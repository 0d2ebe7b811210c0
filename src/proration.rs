use crate::calendar::days_in_month;
use chrono::{Datelike, NaiveDate};

/// How much of the requested month the asset was actually owned.
#[derive(Debug, Clone, Copy, PartialEq, Eq)]
pub struct Proration {
    /// Depreciable days in this period.
    pub days: u32,
    /// True when the requested period is the asset's acquisition month.
    pub is_first_period: bool,
    pub total_days_in_month: u32,
}

/// Computes the depreciable day count for `(year, month)`. In the acquisition
/// month the acquisition day itself counts as depreciable, so an asset bought
/// on the 16th of a 31-day month owns 16 days. Any later month is a full
/// period.
///
/// Callers must have already established eligibility; an acquisition date
/// after the period would underflow here.
pub fn depreciable_days(acquisition_date: NaiveDate, year: i32, month: u32) -> Proration {
    let total_days_in_month = days_in_month(year, month);

    if acquisition_date.year() == year && acquisition_date.month() == month {
        Proration {
            days: total_days_in_month - acquisition_date.day() + 1,
            is_first_period: true,
            total_days_in_month,
        }
    } else {
        Proration {
            days: total_days_in_month,
            is_first_period: false,
            total_days_in_month,
        }
    }
}

#[cfg(test)]
mod tests {
    use super::*;

    fn date(y: i32, m: u32, d: u32) -> NaiveDate {
        NaiveDate::from_ymd_opt(y, m, d).unwrap()
    }

    #[test]
    fn test_full_period() {
        let p = depreciable_days(date(2023, 6, 15), 2024, 1);
        assert_eq!(
            p,
            Proration {
                days: 31,
                is_first_period: false,
                total_days_in_month: 31
            }
        );
    }

    #[test]
    fn test_first_period_mid_month() {
        let p = depreciable_days(date(2024, 1, 16), 2024, 1);
        assert_eq!(p.days, 16);
        assert!(p.is_first_period);
        assert_eq!(p.total_days_in_month, 31);
    }

    #[test]
    fn test_first_period_first_day_is_full_month() {
        let p = depreciable_days(date(2024, 1, 1), 2024, 1);
        assert_eq!(p.days, 31);
        assert!(p.is_first_period);
    }

    #[test]
    fn test_first_period_last_day_single_day() {
        let p = depreciable_days(date(2024, 1, 31), 2024, 1);
        assert_eq!(p.days, 1);
        assert!(p.is_first_period);
    }

    #[test]
    fn test_leap_february() {
        let p = depreciable_days(date(2024, 2, 29), 2024, 2);
        assert_eq!(p.days, 1);
        assert_eq!(p.total_days_in_month, 29);
    }
}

========================

Requirement
Look through the data above and report every line in which "requested" appears.

Solution to the problem
/// How much of the requested month the asset was actually owned.
    /// True when the requested period is the asset's acquisition month.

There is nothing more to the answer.